//! Error types for the CLI application.

use std::path::PathBuf;
use thiserror::Error;

/// Result type alias for CLI operations.
pub type Result<T> = std::result::Result<T, CliError>;

/// CLI-specific errors.
#[derive(Debug, Error)]
pub enum CliError {
    /// Configuration error
    #[error("Configuration error: {0}")]
    Config(String),

    /// No API key in the environment or `.env`
    #[error("ANTHROPIC_API_KEY not set. Create .env file with: ANTHROPIC_API_KEY=...")]
    MissingApiKey,

    /// LLM provider could not be built
    #[error("LLM error: {0}")]
    Llm(#[from] startup_llm::LlmError),

    /// Generation run failed
    #[error("Generation error: {0}")]
    Generation(#[from] startup_generator::OrchestratorError),

    /// Run stopped by Ctrl-C; the checkpoint is resumable
    #[error(
        "Interrupted after {completed} companies. Progress saved to {}; run again to resume.",
        progress_file.display()
    )]
    Interrupted {
        /// Companies in the checkpoint
        completed: usize,
        /// Checkpoint location
        progress_file: PathBuf,
    },

    /// Data file could not be read
    #[error("Data file error: {0}")]
    DataFile(#[from] startup_store::IngestFileError),

    /// Database error
    #[error("Database error: {0}")]
    Store(#[from] startup_store::StoreError),

    /// I/O error
    #[error("I/O error: {0}")]
    Io(#[from] std::io::Error),

    /// Serialization error
    #[error("Serialization error: {0}")]
    Serialization(#[from] serde_json::Error),
}
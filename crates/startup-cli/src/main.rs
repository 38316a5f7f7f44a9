//! Startup CLI - generate synthetic startup data and load it into SQLite.

use clap::Parser;
use startup_cli::commands;
use startup_cli::{Cli, Command, Formatter};
use tracing_subscriber::EnvFilter;

fn main() {
    if let Err(e) = run() {
        eprintln!("Error: {}", e);
        std::process::exit(1);
    }
}

fn run() -> startup_cli::Result<()> {
    let cli = Cli::parse();

    let filter = EnvFilter::try_from_default_env().unwrap_or_else(|_| EnvFilter::new("info"));
    tracing_subscriber::fmt()
        .with_env_filter(filter)
        .with_writer(std::io::stderr)
        .init();

    let formatter = Formatter::new(!cli.no_color);

    match cli.command {
        Command::Generate(args) => commands::execute_generate(args, &formatter)?,
        Command::Load(args) => commands::execute_load(args, &formatter)?,
    }

    Ok(())
}
//! Pricing module - how a product is sold

use serde::{Deserialize, Serialize};

/// Pricing model of a product
///
/// The stored and wire form is the capitalized name (`"Freemium"`), matching
/// what the generator asks the model to emit.
#[derive(Debug, Clone, Copy, PartialEq, Eq, Hash, Serialize, Deserialize)]
pub enum PricingModel {
    /// No charge
    Free,

    /// Free tier with paid upgrades
    Freemium,

    /// Recurring paid plan
    Subscription,

    /// Negotiated contract
    Enterprise,
}

impl PricingModel {
    /// All pricing models in display order
    pub const ALL: [PricingModel; 4] = [
        PricingModel::Free,
        PricingModel::Freemium,
        PricingModel::Subscription,
        PricingModel::Enterprise,
    ];

    /// Get the pricing model name as a string
    pub fn as_str(&self) -> &'static str {
        match self {
            PricingModel::Free => "Free",
            PricingModel::Freemium => "Freemium",
            PricingModel::Subscription => "Subscription",
            PricingModel::Enterprise => "Enterprise",
        }
    }

    /// Parse a pricing model from its exact name
    pub fn parse(s: &str) -> Option<Self> {
        match s {
            "Free" => Some(PricingModel::Free),
            "Freemium" => Some(PricingModel::Freemium),
            "Subscription" => Some(PricingModel::Subscription),
            "Enterprise" => Some(PricingModel::Enterprise),
            _ => None,
        }
    }

    /// Comma-separated list of accepted names, for error messages
    pub fn allowed() -> String {
        Self::ALL
            .iter()
            .map(|p| p.as_str())
            .collect::<Vec<_>>()
            .join(", ")
    }
}

impl std::fmt::Display for PricingModel {
    fn fmt(&self, f: &mut std::fmt::Formatter<'_>) -> std::fmt::Result {
        f.write_str(self.as_str())
    }
}

impl std::str::FromStr for PricingModel {
    type Err = String;

    fn from_str(s: &str) -> Result<Self, Self::Err> {
        Self::parse(s).ok_or_else(|| {
            format!("pricing_model must be one of: {}", Self::allowed())
        })
    }
}
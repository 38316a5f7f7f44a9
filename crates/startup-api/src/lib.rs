//! Startup Data API
//!
//! REST access to companies and products, plus bulk ingestion of generated
//! data files and a health endpoint.

#![warn(missing_docs)]

pub mod companies;
pub mod config;
pub mod handlers;
pub mod loader;
pub mod products;

use config::ApiConfig;
use handlers::{create_router, AppState};
use startup_store::{SqliteStore, StoreError};
use tokio::net::TcpListener;
use tracing::info;
use tracing_subscriber::EnvFilter;

/// Server error
#[derive(Debug, thiserror::Error)]
pub enum ServerError {
    /// Configuration error
    #[error("Configuration error: {0}")]
    Config(#[from] config::ConfigError),

    /// Database could not be opened
    #[error("Failed to open database: {0}")]
    Store(#[from] StoreError),

    /// Server binding error
    #[error("Failed to bind server: {0}")]
    Bind(#[from] std::io::Error),

    /// Server error
    #[error("Server error: {0}")]
    Server(String),
}

/// Install the stderr subscriber (`RUST_LOG`, default `info`)
pub fn init_tracing() {
    let filter = EnvFilter::try_from_default_env().unwrap_or_else(|_| EnvFilter::new("info"));
    // A subscriber may already be installed (tests, embedding binaries)
    let _ = tracing_subscriber::fmt()
        .with_env_filter(filter)
        .with_writer(std::io::stderr)
        .try_init();
}

/// Start the API HTTP server
///
/// Opens the database (creating the schema if needed) and serves until the
/// process is stopped.
pub async fn start_server(config: ApiConfig) -> Result<(), ServerError> {
    init_tracing();

    info!("Starting Startup Data API");
    info!("Bind address: {}", config.bind_addr());
    info!("Database: {}", config.database_path.display());
    info!("Data file: {}", config.data_file.display());

    let store = SqliteStore::new(&config.database_path)?;
    let state = AppState::new(store, config.data_file.clone());
    let app = create_router(state);

    let listener = TcpListener::bind(&config.bind_addr()).await?;
    info!("API listening on {}", config.bind_addr());

    axum::serve(listener, app)
        .await
        .map_err(|e| ServerError::Server(e.to_string()))?;

    Ok(())
}
//! Batch orchestration: resume, generate, checkpoint, finish

use crate::checkpoint::CheckpointStore;
use crate::config::GeneratorConfig;
use crate::error::{GenerationError, OrchestratorError};
use crate::generator::RecordGenerator;
use rand::Rng;
use serde::Serialize;
use startup_domain::traits::LlmProvider;
use startup_domain::{CompanyRecord, Industry, NameRegistry};
use std::fmt::Display;
use std::path::{Path, PathBuf};
use std::sync::atomic::{AtomicBool, Ordering};
use std::sync::Arc;
use tracing::{error, info};

/// Decides whether to continue from an existing checkpoint
pub trait ResumePrompt {
    /// `existing` companies were found; return true to continue from
    /// `next_index`, false to discard them and start over
    fn confirm_resume(&mut self, existing: usize, next_index: usize) -> bool;
}

/// A [`ResumePrompt`] that always gives the same answer
#[derive(Debug, Clone, Copy)]
pub struct FixedAnswer(pub bool);

impl ResumePrompt for FixedAnswer {
    fn confirm_resume(&mut self, _existing: usize, _next_index: usize) -> bool {
        self.0
    }
}

/// Progress notifications emitted during a run
#[derive(Debug)]
pub enum RunEvent<'a> {
    /// Continuing from a checkpoint
    Resumed {
        /// Companies carried over
        companies: usize,
        /// First slot to generate
        next_index: usize,
    },
    /// Previous output and checkpoint were discarded
    Restarted,
    /// About to generate slot `position` (1-based) of `total`
    Generating {
        /// 1-based slot number
        position: usize,
        /// Target count
        total: usize,
        /// Industry picked for this slot
        industry: Industry,
    },
    /// A company was accepted
    Generated(&'a CompanyRecord),
    /// A slot failed every attempt
    Failed {
        /// 1-based slot number
        position: usize,
        /// Final failure
        error: &'a GenerationError,
    },
}

/// Receives [`RunEvent`]s; the unit type ignores them
pub trait RunObserver {
    /// Handle one event
    fn on_event(&mut self, _event: &RunEvent<'_>) {}
}

impl RunObserver for () {}

/// Outcome of a finished run
#[derive(Debug, Clone, PartialEq, Eq)]
pub struct RunSummary {
    /// Companies in the output file
    pub companies: usize,
    /// Products across those companies
    pub products: usize,
    /// Slots that failed during this run
    pub failures: usize,
    /// True when the target count was reached and the checkpoint removed
    pub completed: bool,
    /// Where the output was written
    pub output_file: PathBuf,
}

#[derive(Serialize)]
struct OutputFile<'a> {
    companies: &'a [CompanyRecord],
}

/// Drives a resumable batch of generations
pub struct Orchestrator<L, R> {
    generator: RecordGenerator<L, R>,
    checkpoint: CheckpointStore,
    registry: NameRegistry,
    config: GeneratorConfig,
    cancel: Arc<AtomicBool>,
}

impl<L, R> Orchestrator<L, R>
where
    L: LlmProvider,
    L::Error: Display,
    R: Rng,
{
    /// Create an orchestrator with an empty registry
    pub fn new(llm: L, rng: R, config: GeneratorConfig) -> Self {
        let checkpoint = CheckpointStore::new(&config.progress_file, config.total_companies);
        Self {
            generator: RecordGenerator::new(llm, rng, config.clone()),
            checkpoint,
            registry: NameRegistry::new(),
            config,
            cancel: Arc::new(AtomicBool::new(false)),
        }
    }

    /// Use an externally owned cancellation flag (set from a signal handler)
    pub fn with_cancel_flag(mut self, flag: Arc<AtomicBool>) -> Self {
        self.cancel = flag;
        self
    }

    /// Flag that stops the run at the next iteration boundary
    pub fn cancel_flag(&self) -> Arc<AtomicBool> {
        Arc::clone(&self.cancel)
    }

    /// Names accepted so far
    pub fn registry(&self) -> &NameRegistry {
        &self.registry
    }

    /// The underlying generator
    pub fn generator(&self) -> &RecordGenerator<L, R> {
        &self.generator
    }

    /// Run to the target count, resuming if a checkpoint allows it
    ///
    /// # Errors
    ///
    /// Returns [`OrchestratorError::Interrupted`] when the cancellation flag
    /// is observed; the checkpoint on disk is then valid for resume. Failed
    /// slots are not errors; they are counted in [`RunSummary::failures`].
    pub fn run(
        &mut self,
        prompt: &mut dyn ResumePrompt,
        observer: &mut dyn RunObserver,
    ) -> Result<RunSummary, OrchestratorError> {
        self.config.validate().map_err(OrchestratorError::Config)?;

        let total = self.config.total_companies;
        let (mut companies, mut start) = if self.config.resume {
            self.checkpoint.load(&mut self.registry)
        } else {
            (Vec::new(), 0)
        };

        if !companies.is_empty() {
            info!(companies = companies.len(), next_index = start, "Found previous run");
            if prompt.confirm_resume(companies.len(), start) {
                observer.on_event(&RunEvent::Resumed {
                    companies: companies.len(),
                    next_index: start,
                });
            } else {
                remove_if_exists(&self.config.output_file)?;
                self.checkpoint.delete()?;
                companies.clear();
                start = 0;
                self.registry.clear();
                observer.on_event(&RunEvent::Restarted);
            }
        }

        info!(start, total, "Starting generation");
        let mut failures = 0;

        for i in start..total {
            if self.cancel.load(Ordering::SeqCst) {
                info!(next_index = i, "Generation interrupted");
                return Err(OrchestratorError::Interrupted {
                    completed: companies.len(),
                    next_index: i,
                });
            }

            let industry = self.generator.pick_industry();
            observer.on_event(&RunEvent::Generating {
                position: i + 1,
                total,
                industry,
            });

            match self.generator.generate(industry, &mut self.registry) {
                Ok(record) => {
                    observer.on_event(&RunEvent::Generated(&record));
                    companies.push(record);
                    self.checkpoint.save(&companies, i + 1, &self.registry)?;
                    std::thread::sleep(self.config.pacing_delay());
                }
                Err(e) => {
                    error!(slot = i, error = %e, "Slot failed");
                    observer.on_event(&RunEvent::Failed {
                        position: i + 1,
                        error: &e,
                    });
                    failures += 1;
                    // The slot stays pending for a future resume
                    self.checkpoint.save(&companies, i, &self.registry)?;
                }
            }
        }

        let json = serde_json::to_string_pretty(&OutputFile {
            companies: &companies,
        })?;
        std::fs::write(&self.config.output_file, json)?;

        let completed = companies.len() == total;
        if completed {
            self.checkpoint.delete()?;
        }

        let products = companies.iter().map(CompanyRecord::product_count).sum();
        info!(
            companies = companies.len(),
            products, failures, completed, "Generation finished"
        );

        Ok(RunSummary {
            companies: companies.len(),
            products,
            failures,
            completed,
            output_file: self.config.output_file.clone(),
        })
    }
}

fn remove_if_exists(path: &Path) -> std::io::Result<()> {
    match std::fs::remove_file(path) {
        Ok(()) => Ok(()),
        Err(e) if e.kind() == std::io::ErrorKind::NotFound => Ok(()),
        Err(e) => Err(e),
    }
}
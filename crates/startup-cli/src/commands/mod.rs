//! Command implementations.

pub mod generate;
pub mod load;

pub use self::generate::execute_generate;
pub use self::load::execute_load;
//! Name registry - normalized names accepted during a generation run
//!
//! The registry is owned by whoever drives generation and is passed around
//! explicitly. It only grows within a run; [`NameRegistry::clear`] exists for
//! an explicit restart.

use std::collections::{BTreeSet, HashSet};

/// Token overlap at or above which two company names count as duplicates
pub const COMPANY_SIMILARITY_THRESHOLD: f64 = 0.7;

/// Sets of normalized company and product names seen so far
#[derive(Debug, Clone, Default, PartialEq, Eq)]
pub struct NameRegistry {
    companies: BTreeSet<String>,
    products: BTreeSet<String>,
}

/// Lowercase and trim a name
pub fn normalize(name: &str) -> String {
    name.trim().to_lowercase()
}

/// Share of whitespace tokens two names have in common
///
/// `|a ∩ b| / max(|a|, |b|)` over lowercase token sets. Returns 0.0 when
/// either name has no tokens.
pub fn token_overlap(a: &str, b: &str) -> f64 {
    let a = normalize(a);
    let b = normalize(b);
    let tokens_a: HashSet<&str> = a.split_whitespace().collect();
    let tokens_b: HashSet<&str> = b.split_whitespace().collect();

    if tokens_a.is_empty() || tokens_b.is_empty() {
        return 0.0;
    }

    let shared = tokens_a.intersection(&tokens_b).count();
    shared as f64 / tokens_a.len().max(tokens_b.len()) as f64
}

impl NameRegistry {
    /// Create an empty registry
    pub fn new() -> Self {
        Self::default()
    }

    /// Build a registry from previously saved names
    pub fn from_names<C, P>(companies: C, products: P) -> Self
    where
        C: IntoIterator<Item = String>,
        P: IntoIterator<Item = String>,
    {
        let mut registry = Self::new();
        registry.merge(companies, products);
        registry
    }

    /// True if the name exactly matches a registered company, or shares at
    /// least [`COMPANY_SIMILARITY_THRESHOLD`] of its tokens with one
    pub fn is_duplicate_company(&self, name: &str) -> bool {
        let normalized = normalize(name);
        if self.companies.contains(&normalized) {
            return true;
        }

        self.companies
            .iter()
            .any(|existing| token_overlap(&normalized, existing) >= COMPANY_SIMILARITY_THRESHOLD)
    }

    /// True if the name exactly matches a registered product
    pub fn is_duplicate_product(&self, name: &str) -> bool {
        self.products.contains(&normalize(name))
    }

    /// Record an accepted company name
    pub fn register_company(&mut self, name: &str) {
        self.companies.insert(normalize(name));
    }

    /// Record an accepted product name
    pub fn register_product(&mut self, name: &str) {
        self.products.insert(normalize(name));
    }

    /// Union in names loaded from a checkpoint
    pub fn merge<C, P>(&mut self, companies: C, products: P)
    where
        C: IntoIterator<Item = String>,
        P: IntoIterator<Item = String>,
    {
        self.companies
            .extend(companies.into_iter().map(|n| normalize(&n)));
        self.products
            .extend(products.into_iter().map(|n| normalize(&n)));
    }

    /// Forget every name (explicit restart only)
    pub fn clear(&mut self) {
        self.companies.clear();
        self.products.clear();
    }

    /// Number of registered company names
    pub fn company_count(&self) -> usize {
        self.companies.len()
    }

    /// Number of registered product names
    pub fn product_count(&self) -> usize {
        self.products.len()
    }

    /// True when nothing has been registered
    pub fn is_empty(&self) -> bool {
        self.companies.is_empty() && self.products.is_empty()
    }

    /// Registered company names in sorted order
    pub fn company_names(&self) -> Vec<String> {
        self.companies.iter().cloned().collect()
    }

    /// Registered product names in sorted order
    pub fn product_names(&self) -> Vec<String> {
        self.products.iter().cloned().collect()
    }

    /// Up to `limit` company names, for prompt hints
    pub fn sample_companies(&self, limit: usize) -> Vec<&str> {
        self.companies.iter().take(limit).map(String::as_str).collect()
    }

    /// Up to `limit` product names, for prompt hints
    pub fn sample_products(&self, limit: usize) -> Vec<&str> {
        self.products.iter().take(limit).map(String::as_str).collect()
    }
}
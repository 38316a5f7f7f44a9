//! Product module - products owned by a company

use crate::id::EntityId;
use crate::pricing::PricingModel;
use crate::validation::{check_length, ValidationError};
use serde::{Deserialize, Serialize};

/// A persisted product row
#[derive(Debug, Clone, PartialEq, Serialize, Deserialize)]
pub struct Product {
    /// Generated at insert time
    pub id: EntityId,

    /// Owning company; the product is deleted with it
    pub company_id: EntityId,

    /// Product name
    pub name: String,

    /// Short description
    pub description: String,

    /// Intended buyer
    pub target_audience: String,

    /// Bullet-style feature list
    pub key_features: String,

    /// How the product is sold
    pub pricing_model: PricingModel,

    /// Unix timestamp of insertion
    pub created_at: u64,
}

/// Validated input for creating a product
///
/// The owning company is supplied separately so the same type serves both
/// HTTP creation and nested ingestion.
#[derive(Debug, Clone, PartialEq, Serialize, Deserialize)]
pub struct NewProduct {
    /// Product name
    pub name: String,
    /// Short description
    pub description: String,
    /// Intended buyer
    pub target_audience: String,
    /// Bullet-style feature list
    pub key_features: String,
    /// How the product is sold
    pub pricing_model: PricingModel,
}

impl NewProduct {
    /// Check every field against the persisted constraints
    pub fn validate(&self) -> Result<(), ValidationError> {
        validate_name(&self.name)?;
        validate_description(&self.description)?;
        validate_target_audience(&self.target_audience)?;
        validate_key_features(&self.key_features)?;
        Ok(())
    }

    /// Turn the input into a row with a fresh id
    pub fn into_product(self, id: EntityId, company_id: EntityId, created_at: u64) -> Product {
        Product {
            id,
            company_id,
            name: self.name,
            description: self.description,
            target_audience: self.target_audience,
            key_features: self.key_features,
            pricing_model: self.pricing_model,
            created_at,
        }
    }
}

/// Partial update of a product; only `Some` fields are applied
#[derive(Debug, Clone, Default, PartialEq, Serialize, Deserialize)]
pub struct ProductUpdate {
    /// New name
    #[serde(default)]
    pub name: Option<String>,
    /// New description
    #[serde(default)]
    pub description: Option<String>,
    /// New audience
    #[serde(default)]
    pub target_audience: Option<String>,
    /// New feature list
    #[serde(default)]
    pub key_features: Option<String>,
    /// New pricing model
    #[serde(default)]
    pub pricing_model: Option<PricingModel>,
}

impl ProductUpdate {
    /// Validate the fields that are present
    pub fn validate(&self) -> Result<(), ValidationError> {
        if let Some(v) = &self.name {
            validate_name(v)?;
        }
        if let Some(v) = &self.description {
            validate_description(v)?;
        }
        if let Some(v) = &self.target_audience {
            validate_target_audience(v)?;
        }
        if let Some(v) = &self.key_features {
            validate_key_features(v)?;
        }
        Ok(())
    }

    /// Apply the present fields to a product
    pub fn apply(self, product: &mut Product) {
        if let Some(v) = self.name {
            product.name = v;
        }
        if let Some(v) = self.description {
            product.description = v;
        }
        if let Some(v) = self.target_audience {
            product.target_audience = v;
        }
        if let Some(v) = self.key_features {
            product.key_features = v;
        }
        if let Some(v) = self.pricing_model {
            product.pricing_model = v;
        }
    }
}

fn validate_name(v: &str) -> Result<(), ValidationError> {
    check_length("name", v, 1, Some(255))
}

fn validate_description(v: &str) -> Result<(), ValidationError> {
    check_length("description", v, 10, None)
}

fn validate_target_audience(v: &str) -> Result<(), ValidationError> {
    check_length("target_audience", v, 5, None)
}

fn validate_key_features(v: &str) -> Result<(), ValidationError> {
    check_length("key_features", v, 10, None)
}

#[cfg(test)]
mod tests {
    use super::*;

    fn sample() -> NewProduct {
        NewProduct {
            name: "LoopSync".to_string(),
            description: "Syncs bank feeds into the ledger every night.".to_string(),
            target_audience: "Clinics with 5-50 staff".to_string(),
            key_features: "• Bank feeds\n• Auto-matching".to_string(),
            pricing_model: PricingModel::Subscription,
        }
    }

    #[test]
    fn test_valid_product() {
        assert!(sample().validate().is_ok());
    }

    #[test]
    fn test_empty_name_rejected() {
        let mut product = sample();
        product.name = String::new();
        assert_eq!(product.validate().unwrap_err().field, "name");
    }

    #[test]
    fn test_unknown_pricing_model_fails_to_deserialize() {
        let json = r#"{
            "name": "LoopSync",
            "description": "Syncs bank feeds nightly.",
            "target_audience": "Small clinics",
            "key_features": "• Bank feeds",
            "pricing_model": "Lifetime"
        }"#;
        assert!(serde_json::from_str::<NewProduct>(json).is_err());
    }

    #[test]
    fn test_update_pricing_model() {
        let mut product = sample().into_product(EntityId::new(), EntityId::new(), 0);
        ProductUpdate {
            pricing_model: Some(PricingModel::Enterprise),
            ..Default::default()
        }
        .apply(&mut product);
        assert_eq!(product.pricing_model, PricingModel::Enterprise);
        assert_eq!(product.name, "LoopSync");
    }
}
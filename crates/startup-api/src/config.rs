//! Configuration file parsing for the API server.
//!
//! Loads settings from TOML files: bind address, database location and the
//! data file served by `/load-data`.

use serde::{Deserialize, Serialize};
use std::path::{Path, PathBuf};
use thiserror::Error;

/// API configuration error
#[derive(Debug, Error)]
pub enum ConfigError {
    /// Failed to read config file
    #[error("Failed to read config file: {0}")]
    FileRead(#[from] std::io::Error),

    /// Failed to parse TOML
    #[error("Failed to parse config TOML: {0}")]
    TomlParse(#[from] toml::de::Error),

    /// Missing required field
    #[error("Missing required configuration field: {0}")]
    MissingField(String),
}

/// API configuration loaded from TOML
#[derive(Debug, Clone, PartialEq, Serialize, Deserialize)]
pub struct ApiConfig {
    /// Bind address (e.g., "127.0.0.1")
    #[serde(default = "default_bind_address")]
    pub bind_address: String,

    /// Bind port (e.g., 8000)
    #[serde(default = "default_bind_port")]
    pub bind_port: u16,

    /// SQLite database file
    #[serde(default = "default_database_path")]
    pub database_path: PathBuf,

    /// File ingested by `POST /load-data`
    #[serde(default = "default_data_file")]
    pub data_file: PathBuf,
}

fn default_bind_address() -> String {
    "127.0.0.1".to_string()
}

fn default_bind_port() -> u16 {
    8000
}

fn default_database_path() -> PathBuf {
    PathBuf::from("startups.db")
}

fn default_data_file() -> PathBuf {
    PathBuf::from("startup_data.json")
}

impl ApiConfig {
    /// Load configuration from a TOML file
    pub fn from_file<P: AsRef<Path>>(path: P) -> Result<Self, ConfigError> {
        let contents = std::fs::read_to_string(path)?;
        let config: ApiConfig = toml::from_str(&contents)?;

        if config.bind_address.trim().is_empty() {
            return Err(ConfigError::MissingField("bind_address".to_string()));
        }
        if config.database_path.as_os_str().is_empty() {
            return Err(ConfigError::MissingField("database_path".to_string()));
        }

        Ok(config)
    }

    /// Configuration used when no file is given
    pub fn default_config() -> Self {
        ApiConfig {
            bind_address: default_bind_address(),
            bind_port: default_bind_port(),
            database_path: default_database_path(),
            data_file: default_data_file(),
        }
    }

    /// Get the full bind address (address:port)
    pub fn bind_addr(&self) -> String {
        format!("{}:{}", self.bind_address, self.bind_port)
    }
}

**WORK INSTRUCTIONS**. Give only the lines from the one holding "self.products.len()" through the one holding "by a company", each restated exactly as it appears above.

**RESULT**.
        self.products.len()
    }

    /// True when nothing has been registered
    pub fn is_empty(&self) -> bool {
        self.companies.is_empty() && self.products.is_empty()
    }

    /// Registered company names in sorted order
    pub fn company_names(&self) -> Vec<String> {
        self.companies.iter().cloned().collect()
    }

    /// Registered product names in sorted order
    pub fn product_names(&self) -> Vec<String> {
        self.products.iter().cloned().collect()
    }

    /// Up to `limit` company names, for prompt hints
    pub fn sample_companies(&self, limit: usize) -> Vec<&str> {
        self.companies.iter().take(limit).map(String::as_str).collect()
    }

    /// Up to `limit` product names, for prompt hints
    pub fn sample_products(&self, limit: usize) -> Vec<&str> {
        self.products.iter().take(limit).map(String::as_str).collect()
    }
}
repository 38316a5f7f7f44a9
//! Product module - products owned by a company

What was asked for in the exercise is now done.